Она брела по побережному песку, предаваясь задумчивости. Все предисловия покойного Мелхиора де Вогуэ, все статьи покойного Теодора де Вызевы не помогут нам постичь тайны славянской души. Давайте просто полюбуемся на молодую женщину в белом, идущую по взморью, периодически подбирающую гальку с золотистыми прожилками или прижимающуюся к стволу кокосового дерева, наблюдающую за игрой волн цвета индиго. Но вот на берег садится птица огненной окраски. Это один из тех голубей, оперением которых пылают листья на острове. Птица кажется слегка напуганной, и Мария приближается, чтобы поймать её. Она протягивает руку, но голубь взлетает и садится несколько дальше… И погоня продолжается, точно в арабских сказках, где птица в один прекрасный момент превращается в гения, принцессу или жабу.

Ни одно из этих превращений в этот день не произошло, потому что чудо (вне всякого сомнения, с момента появления Ван ден Брукса) покинуло берег острова, служившего его последним прибежищем. Но эта беготня увела Марию от жилища в уединённое место. Это была полная красных гранитных скал бухточка, которую покрывали хлопья зеленоватой пены. Мария склонилось к краю обрыва, пытаясь определить глубину сине-зелёной, как её собственные глаза, воды. Сначала она увидела, как её покрывают морские растения, потом различила сидящее на мели между двух скал зелёное каноэ, на которым белыми буквами было выведено название яхты «Баклан». Лодка, привязанная верёвкой к скале, покачивалась; в ней лежали несколько бочонков. Их наличие, несомненно, указывало на наличие владельца, и, наполовину от безделья, наполовину из любопытства, Мария Ерикова прилегла на обрыв, следя за лодкой и в то же время наблюдая за змеевидным танцем водорослей в прозрачной воде.

Она уже оцепенела под солнцем, изжарившим на скале низкую и душистую траву, когда услышала, что песок скрипит от чьих-то шагов.

Этот Циклоп с хитрой улыбкой Улисса, Томми Хогсхед, взмокший, возник из пурпурных глыб. Негр огляделся по сторонам, затем, подойдя к каноэ, поднял бочонок двумя руками и большими глотками выпил. После этого он щёлкнул зажигалкой, зажёг трубку и растянулся на песке.

«Что делает здесь этот дикарь?» — подумала Мария.

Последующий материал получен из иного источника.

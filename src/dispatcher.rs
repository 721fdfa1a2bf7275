use std::sync::Arc;
use std::time::Instant;

use teloxide::utils::command::BotCommands;
use tracing::debug;

use crate::config::{Config, CorrelationStrategy, MessagesConfig};
use crate::correlator::{marker, Correlator, PendingQuestion, Resolution, Route};
use crate::error::CorrelationError;
use crate::platform::{IncomingMessage, OutgoingMessage};

/// Commands understood by the bot.
#[derive(BotCommands, Clone, Debug, PartialEq, Eq)]
#[command(rename_rule = "lowercase", description = "Команды:")]
pub enum Command {
    #[command(description = "начать")]
    Start,
    #[command(description = "помощь")]
    Help,
}

/// Why a message produced no action.
#[derive(Debug, Clone, Copy, PartialEq, Eq)]
pub enum IgnoreReason {
    EmptyText,
    UnknownCommand,
    /// An administrator message that is not an answer to anything
    Unaddressed,
}

/// What should happen in response to one incoming message.
#[derive(Debug, Clone, PartialEq, Eq)]
pub enum Outcome {
    Ignored(IgnoreReason),
    /// Answer the sender directly (welcome, prompt, help).
    Reply(OutgoingMessage),
    /// Pass a user's question to the administrator and thank the user.
    Relay {
        relay: OutgoingMessage,
        ack: OutgoingMessage,
        question: PendingQuestion,
    },
    /// Deliver an administrator answer to a user.
    Answer {
        delivery: OutgoingMessage,
        route: Route,
    },
    /// Tell the administrator their reply could not be routed.
    Report {
        notice: OutgoingMessage,
        error: CorrelationError,
    },
}

/// Classifies incoming messages. Holds no I/O handles; `handle` never blocks on the network.
pub struct InboundDispatcher {
    admin_id: u64,
    bot_username: String,
    messages: MessagesConfig,
    correlator: Arc<Correlator>,
}

impl InboundDispatcher {
    pub fn new(config: &Config, correlator: Arc<Correlator>) -> Self {
        Self {
            admin_id: config.telegram.admin_id,
            bot_username: config.telegram.bot_username.clone().unwrap_or_default(),
            messages: config.messages.clone(),
            correlator,
        }
    }

    pub fn admin_chat(&self) -> i64 {
        self.admin_id as i64
    }

    pub fn handle(&self, msg: &IncomingMessage) -> Outcome {
        self.handle_at(msg, Instant::now())
    }

    pub fn handle_at(&self, msg: &IncomingMessage, now: Instant) -> Outcome {
        if msg.text.trim().is_empty() {
            return Outcome::Ignored(IgnoreReason::EmptyText);
        }

        if msg.sender_id == self.admin_id {
            self.handle_admin(msg, now)
        } else {
            self.handle_user(msg, now)
        }
    }

    fn handle_user(&self, msg: &IncomingMessage, now: Instant) -> Outcome {
        if msg.text.starts_with('/') {
            return match Command::parse(&msg.text, &self.bot_username) {
                Ok(Command::Start) | Ok(Command::Help) => Outcome::Reply(
                    OutgoingMessage::text(msg.chat_id, self.messages.welcome.clone())
                        .with_keyboard(vec![self.messages.trigger.clone()]),
                ),
                Err(_) => {
                    debug!("Ignoring unknown command from {}: {}", msg.sender_id, msg.text);
                    Outcome::Ignored(IgnoreReason::UnknownCommand)
                }
            };
        }

        if msg.text == self.messages.trigger {
            return Outcome::Reply(OutgoingMessage::text(
                msg.chat_id,
                self.messages.prompt.clone(),
            ));
        }

        let sender_label = match msg.sender_username.as_deref() {
            Some(name) => format!("@{name}"),
            None => msg.sender_name.clone(),
        };

        Outcome::Relay {
            relay: OutgoingMessage::text(
                self.admin_chat(),
                marker::relay_text(msg.sender_id, msg.sender_username.as_deref(), &msg.text),
            ),
            ack: OutgoingMessage::text(msg.chat_id, self.messages.thanks.clone()),
            question: PendingQuestion {
                sender_id: msg.sender_id,
                chat_id: msg.chat_id,
                sender_label,
                relayed_at: now,
            },
        }
    }

    fn handle_admin(&self, msg: &IncomingMessage, now: Instant) -> Outcome {
        if msg.text.starts_with('/') {
            if Command::parse(&msg.text, &self.bot_username).is_ok() {
                return Outcome::Reply(OutgoingMessage::text(msg.chat_id, self.admin_help()));
            }
            return Outcome::Ignored(IgnoreReason::UnknownCommand);
        }

        match self
            .correlator
            .resolve(&msg.text, msg.reply_to.as_ref(), now)
        {
            Resolution::Routed(routing) => Outcome::Answer {
                delivery: OutgoingMessage::text(
                    routing.chat_id,
                    format!("{}\n\n{}", self.messages.answer_header, routing.body),
                ),
                route: routing.route,
            },
            Resolution::Failed(error) => Outcome::Report {
                notice: OutgoingMessage::text(
                    msg.chat_id,
                    format!("⚠️ Ответ не доставлен: {error}.\n\n{}", self.answer_hint()),
                ),
                error,
            },
            Resolution::Unaddressed => Outcome::Ignored(IgnoreReason::Unaddressed),
        }
    }

    fn answer_hint(&self) -> String {
        let reply = "Чтобы ответить, используйте «Ответить» (reply) на сообщении с вопросом.";
        if self.correlator.accepts_marker() {
            format!(
                "{reply}\nИли отправьте сообщение в формате:\n{}",
                marker::embed(12345, "<текст ответа>")
            )
        } else {
            reply.to_string()
        }
    }

    fn admin_help(&self) -> String {
        let routing = match self.correlator.strategy() {
            CorrelationStrategy::Disabled => {
                "Ответы пациентам через бота отключены.".to_string()
            }
            _ => self.answer_hint(),
        };
        format!(
            "Вопросы пациентов приходят сюда.\n{routing}\n\n{}",
            Command::descriptions()
        )
    }
}

#[cfg(test)]
mod tests {
    use super::*;
    use crate::config::CorrelationConfig;
    use crate::platform::RepliedMessage;

    const ADMIN: u64 = 42;

    fn config(strategy: CorrelationStrategy) -> Config {
        let mut config = Config::from_sources(None, |name| match name {
            "BOT_TOKEN" => Some("123:abc".to_string()),
            "ADMIN_ID" => Some(ADMIN.to_string()),
            _ => None,
        })
        .unwrap();
        config.telegram.bot_username = Some("doctor_relay_bot".to_string());
        config.correlation = CorrelationConfig {
            strategy,
            ..CorrelationConfig::default()
        };
        config
    }

    fn dispatcher(strategy: CorrelationStrategy) -> InboundDispatcher {
        let config = config(strategy);
        let correlator = Arc::new(Correlator::new(&config.correlation));
        InboundDispatcher::new(&config, correlator)
    }

    fn from_user(text: &str) -> IncomingMessage {
        IncomingMessage {
            chat_id: 12345,
            message_id: 1,
            sender_id: 12345,
            sender_username: Some("alice".to_string()),
            sender_name: "Alice".to_string(),
            text: text.to_string(),
            reply_to: None,
        }
    }

    fn from_admin(text: &str, reply_to: Option<RepliedMessage>) -> IncomingMessage {
        IncomingMessage {
            chat_id: ADMIN as i64,
            message_id: 2,
            sender_id: ADMIN,
            sender_username: Some("doc".to_string()),
            sender_name: "Doc".to_string(),
            text: text.to_string(),
            reply_to,
        }
    }

    #[test]
    fn test_user_question_is_relayed_once() {
        let d = dispatcher(CorrelationStrategy::SideTable);
        match d.handle(&from_user("What is this rash?")) {
            Outcome::Relay {
                relay,
                ack,
                question,
            } => {
                assert_eq!(relay.chat_id, ADMIN as i64);
                assert_eq!(
                    relay.text,
                    "📩 Вопрос от @alice (ID: 12345):\n\nWhat is this rash?"
                );
                assert_eq!(ack.chat_id, 12345);
                assert_eq!(ack.text, "✅ Спасибо за вопрос! Врач обязательно посмотрит его 👨‍⚕️");
                assert_eq!(question.sender_id, 12345);
                assert_eq!(question.sender_label, "@alice");
            }
            other => panic!("expected relay, got {other:?}"),
        }
    }

    #[test]
    fn test_user_without_username_uses_id() {
        let d = dispatcher(CorrelationStrategy::SideTable);
        let mut msg = from_user("Hello");
        msg.sender_username = None;
        match d.handle(&msg) {
            Outcome::Relay {
                relay, question, ..
            } => {
                assert_eq!(relay.text, "📩 Вопрос от @12345 (ID: 12345):\n\nHello");
                assert_eq!(question.sender_label, "Alice");
            }
            other => panic!("expected relay, got {other:?}"),
        }
    }

    #[test]
    fn test_trigger_phrase_only_prompts() {
        let d = dispatcher(CorrelationStrategy::SideTable);
        assert_eq!(
            d.handle(&from_user("✍️ Задать вопрос")),
            Outcome::Reply(OutgoingMessage::text(
                12345,
                "Пожалуйста, напишите свой вопрос 👇"
            ))
        );
    }

    #[test]
    fn test_start_shows_keyboard() {
        let d = dispatcher(CorrelationStrategy::SideTable);
        for text in ["/start", "/start@doctor_relay_bot"] {
            match d.handle(&from_user(text)) {
                Outcome::Reply(reply) => {
                    assert_eq!(reply.chat_id, 12345);
                    assert!(reply.text.starts_with("👋 Добро пожаловать!"));
                    assert_eq!(reply.keyboard, Some(vec!["✍️ Задать вопрос".to_string()]));
                }
                other => panic!("expected welcome, got {other:?}"),
            }
        }
    }

    #[test]
    fn test_unknown_command_and_blank_text_ignored() {
        let d = dispatcher(CorrelationStrategy::SideTable);
        assert_eq!(
            d.handle(&from_user("/weather")),
            Outcome::Ignored(IgnoreReason::UnknownCommand)
        );
        assert_eq!(
            d.handle(&from_user("   ")),
            Outcome::Ignored(IgnoreReason::EmptyText)
        );
    }

    #[test]
    fn test_admin_marker_answer() {
        let d = dispatcher(CorrelationStrategy::TextEmbedding);
        assert_eq!(
            d.handle(&from_admin("ID: 12345\n\nApply cream twice daily", None)),
            Outcome::Answer {
                delivery: OutgoingMessage::text(
                    12345,
                    "👨‍⚕️ Ответ врача:\n\nApply cream twice daily"
                ),
                route: Route::Marker,
            }
        );
    }

    #[test]
    fn test_admin_malformed_marker_reported_to_admin_only() {
        let d = dispatcher(CorrelationStrategy::TextEmbedding);
        match d.handle(&from_admin("Apply cream twice daily", None)) {
            Outcome::Report { notice, error } => {
                assert_eq!(notice.chat_id, ADMIN as i64);
                assert_eq!(error, CorrelationError::MissingMarker);
                assert!(notice.text.contains("ID: 12345"));
            }
            other => panic!("expected report, got {other:?}"),
        }
    }

    #[test]
    fn test_admin_reply_to_tracked_relay() {
        let d = dispatcher(CorrelationStrategy::SideTable);
        let now = Instant::now();
        let Outcome::Relay { question, .. } = d.handle_at(&from_user("What is this rash?"), now)
        else {
            panic!("expected relay");
        };
        d.correlator.remember(1001, question);

        let reply = RepliedMessage {
            message_id: 1001,
            text: None,
            forwarded_from: None,
        };
        assert_eq!(
            d.handle_at(&from_admin("Apply cream", Some(reply)), now),
            Outcome::Answer {
                delivery: OutgoingMessage::text(12345, "👨‍⚕️ Ответ врача:\n\nApply cream"),
                route: Route::SideTable { key: 1001 },
            }
        );
    }

    #[test]
    fn test_admin_typed_marker_routes_in_side_table_mode() {
        let d = dispatcher(CorrelationStrategy::SideTable);
        assert_eq!(
            d.handle(&from_admin("ID: 12345\n\nApply cream twice daily", None)),
            Outcome::Answer {
                delivery: OutgoingMessage::text(
                    12345,
                    "👨‍⚕️ Ответ врача:\n\nApply cream twice daily"
                ),
                route: Route::Marker,
            }
        );
    }

    #[test]
    fn test_admin_plain_message_reported_in_side_table_mode() {
        let d = dispatcher(CorrelationStrategy::SideTable);
        match d.handle(&from_admin("note to self", None)) {
            Outcome::Report { notice, error } => {
                assert_eq!(notice.chat_id, ADMIN as i64);
                assert_eq!(error, CorrelationError::MissingMarker);
                assert!(notice.text.contains("ID: 12345"));
            }
            other => panic!("expected report, got {other:?}"),
        }
    }

    #[test]
    fn test_admin_trigger_phrase_is_not_relayed() {
        let d = dispatcher(CorrelationStrategy::TextEmbedding);
        assert!(matches!(
            d.handle(&from_admin("✍️ Задать вопрос", None)),
            Outcome::Report { .. }
        ));
    }

    #[test]
    fn test_admin_start_gets_help() {
        let d = dispatcher(CorrelationStrategy::SideTable);
        match d.handle(&from_admin("/help", None)) {
            Outcome::Reply(reply) => {
                assert_eq!(reply.chat_id, ADMIN as i64);
                assert!(reply.text.contains("/start"));
                assert!(reply.keyboard.is_none());
            }
            other => panic!("expected help, got {other:?}"),
        }
    }

    #[test]
    fn test_disabled_strategy_still_relays_questions() {
        let d = dispatcher(CorrelationStrategy::Disabled);
        assert!(matches!(
            d.handle(&from_user("Is this serious?")),
            Outcome::Relay { .. }
        ));
        assert_eq!(
            d.handle(&from_admin("ID: 12345\n\nNo", None)),
            Outcome::Ignored(IgnoreReason::Unaddressed)
        );
    }
}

Зловещее лицо Томми преследовало её. Слова, сказанные по секрету капитаном Галифаксом, который был осведомлён, может быть, более, чем хотел показаться, не очень-то развеяли страх, внушённый забавником. Она знала, что эту кудрявую голову отягощала почти уверенность в преступлении, о причине которого она догадывалась. Весь день виделись ей насмешливые зубы негра, и воспоминание о Лопесе усиливало её испуг одновременно чувством позора… и раскаяния…

Ван ден Брукс не явился на завтрак. Индус жестами извинился за хозяина. Отсутствие торговца удивило его гостей, и трапеза была тоскливой. Если пустой стул Ван ден Брукса занимал призрак Банко, четыре путешественника были не менее молчаливы. Если усталость, вызванная опиумной ночью, неясная тревога, порождённая тайной, ужас от нависшей над островом или домом угрозы, всегда были неприятными чувствами, ощущавшимися каждым и постоянно сохранявшимися между соседями, то теперь они не переставали нарастать с каждой минутой.